GM exited bankruptcy in 2009 as part of a sweeping restructuring that slashed debt and now boasts total liquidity of almost $40 billion. But addressing the automaker's pension shortfall would take aim at a major concern for GM investors.

"The parties agreed that the national parties may mutually agree during the term of this agreement to amend the plan to add retirement options for some or all existing retirees," GM Vice President of Labor Relations Cathy Clegg wrote to Joe Ashton, the UAW official in charge of GM negotiations.

Those options would "benefit existing retirees by providing an additional voluntary option," according to the letter.

UAW officials did not immediately comment, but union dissidents said it could force further concessions on retirees, who will not vote on the tentative contract.

The possibility flagged by the letter could lead to an agreement on retiree benefits that may not be detailed to the nearly 113,000 active union workers who vote to ratify labor contracts at GM, Ford Motor Co (F.N) and Chrysler Group LLC FIA.MI, said Gary Walkowicz, a union official who works at a Ford plant in Dearborn, Michigan, but is opposed to the GM deal.

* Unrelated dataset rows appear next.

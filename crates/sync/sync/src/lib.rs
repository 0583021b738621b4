//! Distributed synchronization primitives for cooperating processes.
//!
//! The crate defines the [`SyncBackend`] storage contract for named,
//! expiring, token-fenced locks, ships the in-process reference
//! implementation ([`MemorySyncBackend`]), and builds the user-facing
//! primitives on top: [`Lock`] for scoped mutual exclusion and
//! [`LeaderElection`] for continuous leadership leases. Remote backends live
//! in their own crates (`palisade-sync-redis`, `palisade-sync-postgres`) and
//! plug in through the same contract, usually via the process-wide
//! [`registry`].

pub mod backend;
pub mod error;
pub mod leader;
pub mod lock;
pub mod memory;
pub mod registry;
pub mod testing;

pub use backend::SyncBackend;
pub use error::SyncError;
pub use leader::{LeaderElection, LeaderElectionConfig, LeaderElectionHandle};
pub use lock::{Lock, LockFromThread, LockGuard};
pub use memory::MemorySyncBackend;
pub use registry::{BackendCategory, get_lock_backend, register_lock_backend};
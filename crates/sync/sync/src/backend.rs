use std::time::Duration;

use async_trait::async_trait;

use crate::error::SyncError;

/// Storage contract for named, expiring, token-fenced locks.
///
/// A backend manages one record per `name`: the `token` of the current
/// holder and an absolute expiry deadline. An expired record is
/// indistinguishable from an absent one. Implementations must keep each
/// mutation atomic with respect to concurrent callers of the same name: a
/// concurrent acquire either observes the live holder or replaces an
/// expired/absent record, never both.
///
/// Backends signal storage unavailability as an error; they never return
/// `false` to disguise one. Every operation before [`open`](Self::open) or
/// after [`close`](Self::close) fails with [`SyncError::OutOfContext`].
#[async_trait]
pub trait SyncBackend: Send + Sync + std::fmt::Debug {
    /// Initialize the backend's connection resource (pool, table, map).
    async fn open(&self) -> Result<(), SyncError>;

    /// Tear down the backend's connection resource.
    ///
    /// Guaranteed-safe to call on every exit path; idempotent.
    async fn close(&self) -> Result<(), SyncError>;

    /// Attempt to claim `name` for `token` until now + `duration`.
    ///
    /// Succeeds when the record is absent, expired, or already held by the
    /// same `token` (reentrant extension refreshes the deadline). A live
    /// record under a different token refuses without mutating.
    async fn acquire(
        &self,
        name: &str,
        token: &str,
        duration: Duration,
    ) -> Result<bool, SyncError>;

    /// Delete the record iff it is live and held by `token`.
    ///
    /// Returns `false` when the record is absent, expired, or held by a
    /// different token.
    async fn release(&self, name: &str, token: &str) -> Result<bool, SyncError>;

    /// Whether a live record exists for `name`.
    async fn locked(&self, name: &str) -> Result<bool, SyncError>;

    /// Whether a live record exists for `name` held by `token`.
    async fn owned(&self, name: &str, token: &str) -> Result<bool, SyncError>;
}

#[cfg(test)]
mod tests {
    use super::*;

    // Verify object safety of the contract.
    fn _assert_dyn_sync_backend(_: &dyn SyncBackend) {}
}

GM declined to comment on the letter, which is part of the contract UAW local bargaining units are expected to ratify this week. The letter was revealed in an addendum to the contract released by union dissidents on a website.

Globally, GM's pension obligations in its plans topped $128 billion at the end of 2010. The plans are underfunded by more than $22 billion, according to the automaker's annual securities filing with U.S. regulators.

Some analysts said the underfunding could swell to more than $30 billion by the end of 2011 because of the recent drop in interest rates. This would put the shortfall on par with GM's market capitalization of less than $33 billion.

"GM's financial structure is considerably weaker than what its balance sheet appears, and its pension liabilities are the reason," Kenneth Hackel, president of CT Capital LLC, said.

In the U.S. alone, GM's pension obligations topped $100 billion at the end of last year. By the end of June, the U.S. plan was underfunded by $10.8 billion, excluding some $2 billion in stock GM put in plan in January.

"The presumption then is there would be some kind of voluntary buyouts," said Gregg Shotwell, a retired GM and Delphi worker and union dissident.

"My question to the UAW is your duty isn't to enhance the equity and liquidity of General Motors," he said. "It's to protect the retirees in this case."

'OFF THE TABLE'

GM provides pensions, or fixed payments, to 515,900 GM retirees and their surviving spouses. More than two thirds of the liability represents claims of blue-collar workers.

At an investor conference earlier this month, GM Vice Chairman Steve Girsky said the automaker would like to take the pension risk "off the table" for investors. He pointed out that GM does not have to "put a penny" into the plan until 2015.

GM's pension risk has hurt its ability to achieve an investment grade rating and weighed on its stock, GM's Clegg said in the letter.

Hackel projects that GM's underfunded pension liability globally will swell to $36 billion by the end of the year when factoring in the lower interest rates and the weak stock market.

"To take it completely off the table, you'd have to convert everybody to a 401(k) plan," said Peter Bible, a former GM chief accounting officer. He said such a deal would parallel the 2007 agreement with the union that relieved GM of its retiree healthcare obligations.

"That's black and white, and between there is somewhere where it will land," Bible, now a partner-in-charge at accounting firm EisnerAmper LLP added. "The idea is to limit the employer's exposure to the markets."